Parallel Processing for Standard Errors
Source:vignettes/parallel-processing.Rmd
parallel-processing.RmdIntroduction
Computing standard errors for synthetic difference-in-differences estimates can be computationally intensive, especially with bootstrap or placebo methods that require hundreds of replications. This vignette demonstrates:
- When to use parallel processing (and when not to)
-
How to set up parallel processing with
future - Performance comparisons across different scenarios
- Automatic thread management to prevent performance issues
- Best practices for different dataset sizes
Quick Start
Sequential Processing (Default)
By default, synthdid uses sequential (single-core) processing:
# No setup needed - this is the default
result <- synthdid(PacksPerCapita ~ treated,
data = california_prop99,
index = c("State", "Year"),
se = TRUE,
se_method = "jackknife")When to use: - Small datasets (< 50 units) - Fast methods (jackknife) - Interactive analysis - When you need other cores for different tasks
Parallel Processing
For larger datasets or slower methods, parallel processing provides substantial speedups:
library(future)
# Set up parallel processing (do this once)
plan(multisession, workers = 4)
# Run the same code - automatically uses parallel processing
result <- synthdid(PacksPerCapita ~ treated,
data = california_prop99,
index = c("State", "Year"),
se = TRUE,
se_method = "bootstrap",
se_replications = 200)
# Clean up when done
plan(sequential)When to use: - Large datasets (> 50 units) - Slow methods (bootstrap, placebo) - Production pipelines - When maximum speed is needed
Understanding Standard Error Methods
The three SE methods have different computational characteristics:
Jackknife (Fastest)
data(california_prop99)
# Jackknife: N iterations where N = number of units
result_jack <- synthdid(PacksPerCapita ~ treated,
data = california_prop99,
index = c("State", "Year"),
se = TRUE,
se_method = "jackknife")
#> Warning in value[[3L]](cond): jackknife standard errors require more than one
#> treated unit and at least two controls with weight.

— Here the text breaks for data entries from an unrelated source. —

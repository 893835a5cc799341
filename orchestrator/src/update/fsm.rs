//! Finite state machine for one update run

use serde::{Deserialize, Serialize};

use crate::errors::OrchestratorError;

/// Update state
#[derive(Debug, Clone, Copy, PartialEq, Eq, Serialize, Deserialize)]
#[serde(rename_all = "kebab-case")]
pub enum UpdateState {
    /// Nothing done yet
    Idle,

    /// Taking the pre-update backup
    BackingUp,

    /// Pulling images, recreating containers, running migrations
    Updating,

    /// Checking the updated stack
    Verifying,

    /// Updated and verified
    Completed,

    /// Restoring the pre-update backup
    RollingBack,

    /// Restored to the pre-update backup
    RolledBack,

    /// The restore failed too
    RollbackFailed,

    /// Failed and left as is
    Failed,
}

impl UpdateState {
    pub fn is_terminal(&self) -> bool {
        matches!(
            self,
            UpdateState::Completed
                | UpdateState::RolledBack
                | UpdateState::RollbackFailed
                | UpdateState::Failed
        )
    }
}

/// Update event
#[derive(Debug, Clone)]
pub enum UpdateEvent {
    /// Begin the update
    Start,

    BackupCreated(String),

    BackupFailed(String),

    /// Images pulled, containers recreated, post-update commands run
    Applied,

    ApplyFailed(String),

    Verified,

    VerificationFailed(String),

    /// Restore the pre-update backup after a failure
    Rollback,

    RollbackSucceeded,

    RollbackFailed(String),
}

/// Update FSM
#[derive(Debug, Clone)]
pub struct UpdateFsm {
    state: UpdateState,
    backup_id: Option<String>,
    error: Option<String>,
    rollback_error: Option<String>,
}

impl UpdateFsm {
    /// Create a new FSM in idle state
    pub fn new() -> Self {
        Self {
            state: UpdateState::Idle,
            backup_id: None,
            error: None,
            rollback_error: None,
        }
    }

    pub fn state(&self) -> UpdateState {
        self.state
    }

    /// Id of the pre-update backup, once taken
    pub fn backup_id(&self) -> Option<&str> {
        self.backup_id.as_deref()
    }

    /// Why the update failed, if it did
    pub fn error(&self) -> Option<&str> {
        self.error.as_deref()
    }

    pub fn rollback_error(&self) -> Option<&str> {
        self.rollback_error.as_deref()
    }

    /// Process an event and transition state
    pub fn process(&mut self, event: UpdateEvent) -> Result<UpdateState, OrchestratorError> {
        let new_state = match (&self.state, &event) {
            (UpdateState::Idle, UpdateEvent::Start) => UpdateState::BackingUp,

            (UpdateState::BackingUp, UpdateEvent::BackupCreated(id)) => {
                self.backup_id = Some(id.clone());
                UpdateState::Updating
            }
            (UpdateState::BackingUp, UpdateEvent::BackupFailed(err)) => {
                self.error = Some(err.clone());
                UpdateState::Failed
            }

            (UpdateState::Updating, UpdateEvent::Applied) => UpdateState::Verifying,
            (UpdateState::Updating, UpdateEvent::ApplyFailed(err))
            | (UpdateState::Verifying, UpdateEvent::VerificationFailed(err)) => {
                self.error = Some(err.clone());
                UpdateState::Failed
            }

            (UpdateState::Verifying, UpdateEvent::Verified) => UpdateState::Completed,

            // Only a failure after the backup was taken can be rolled back
            (UpdateState::Failed, UpdateEvent::Rollback) if self.backup_id.is_some() => {
                UpdateState::RollingBack
            }

            (UpdateState::RollingBack, UpdateEvent::RollbackSucceeded) => UpdateState::RolledBack,
            (UpdateState::RollingBack, UpdateEvent::RollbackFailed(err)) => {
                self.rollback_error = Some(err.clone());
                UpdateState::RollbackFailed
            }

            (state, event) => {
                return Err(OrchestratorError::InvalidTransition(format!(
                    "{:?} -> {:?}",
                    state, event
                )));
            }
        };

        self.state = new_state;
        Ok(new_state)
    }
}

impl Default for UpdateFsm {
    fn default() -> Self {
        Self::new()
    }
}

summary(result_jack, fast = TRUE)
#> Call:
#> synthdid(formula = PacksPerCapita ~ treated, data = california_prop99,
#> index = c("State", "Year"), se = TRUE, se_method = "jackknife")
#>
#> Treatment Effect Estimate:
#> Estimate Std. Error t value Pr(>|t|)
#> treated -15.6 NA NA NA
#>
#> Dimensions:
#> Value
#> Treated units: 1.000
#> Control units: 38.000
#> Effective controls: 16.388
#> Post-treatment periods: 12.000
#> Pre-treatment periods: 19.000
#> Effective periods: 2.784
#>
#> Top Control Units (omega weights):
#> Weight
#> Nevada 0.124
#> New Hampshire 0.105
#> Connecticut 0.078
#> Delaware 0.070
#> Colorado 0.058
#>
#> Top Time Periods (lambda weights):
#> Weight
#> 1988 0.427
#> 1986 0.366
#> 1987 0.206
#>
#> Convergence Status:
#> Overall: NOT CONVERGED
#> Lambda: ✗ (10000/10000 iterations, 100.0% utilization)
#> Omega: ✗ (10000/10000 iterations, 100.0% utilization)
#>
#> Recommendation: Consider increasing max.iter or relaxing min.decrease.
#> Use synthdid_convergence_info() for detailed diagnostics.Characteristics: - Iterations: N (number of units) = 39 for California Prop 99 - Computation: Fast, deterministic - Parallelization benefit: Low to moderate (fewer iterations) - Recommendation: Usually fine with sequential processing
Bootstrap (Medium Speed)
# Bootstrap: User-specified replications (typically 200-1000)
result_boot <- synthdid(PacksPerCapita ~ treated,
data = california_prop99,
index = c("State", "Year"),
se = TRUE,
se_method = "bootstrap",
se_replications = 200)Characteristics: - Iterations: 200-1000 (user specified) - Computation: Moderate, random sampling - Parallelization benefit: High (many independent iterations) - Recommendation: Use parallel for replications > 100
Placebo (Slowest)
# Placebo: User-specified replications (typically 100-500)
result_placebo <- synthdid(PacksPerCapita ~ treated,
data = california_prop99,
index = c("State", "Year"),
se = TRUE,
se_method = "placebo",
se_replications = 100)Characteristics: - Iterations: 100-500 (user specified) - Computation: Slowest (re-estimates with different treated units) - Parallelization benefit: Very high (many expensive iterations) - Recommendation: Almost always use parallel processing
Performance Comparison
Small Dataset Example
California Prop 99: 39 units, 31 time periods
Jackknife SE
# Sequential
plan(sequential)
system.time({
result_seq <- synthdid(PacksPerCapita ~ treated,
data = california_prop99,
index = c("State", "Year"),
se = TRUE,
se_method = "jackknife")
})
# Typical time: 3-5 seconds
# Parallel (4 cores)
plan(multisession, workers = 4)
system.time({
result_par <- synthdid(PacksPerCapita ~ treated,
data = california_prop99,
index = c("State", "Year"),
se = TRUE,
se_method = "jackknife")
})
# Typical time: 2-3 seconds
# Speedup: ~1.5-2x (modest benefit for small dataset)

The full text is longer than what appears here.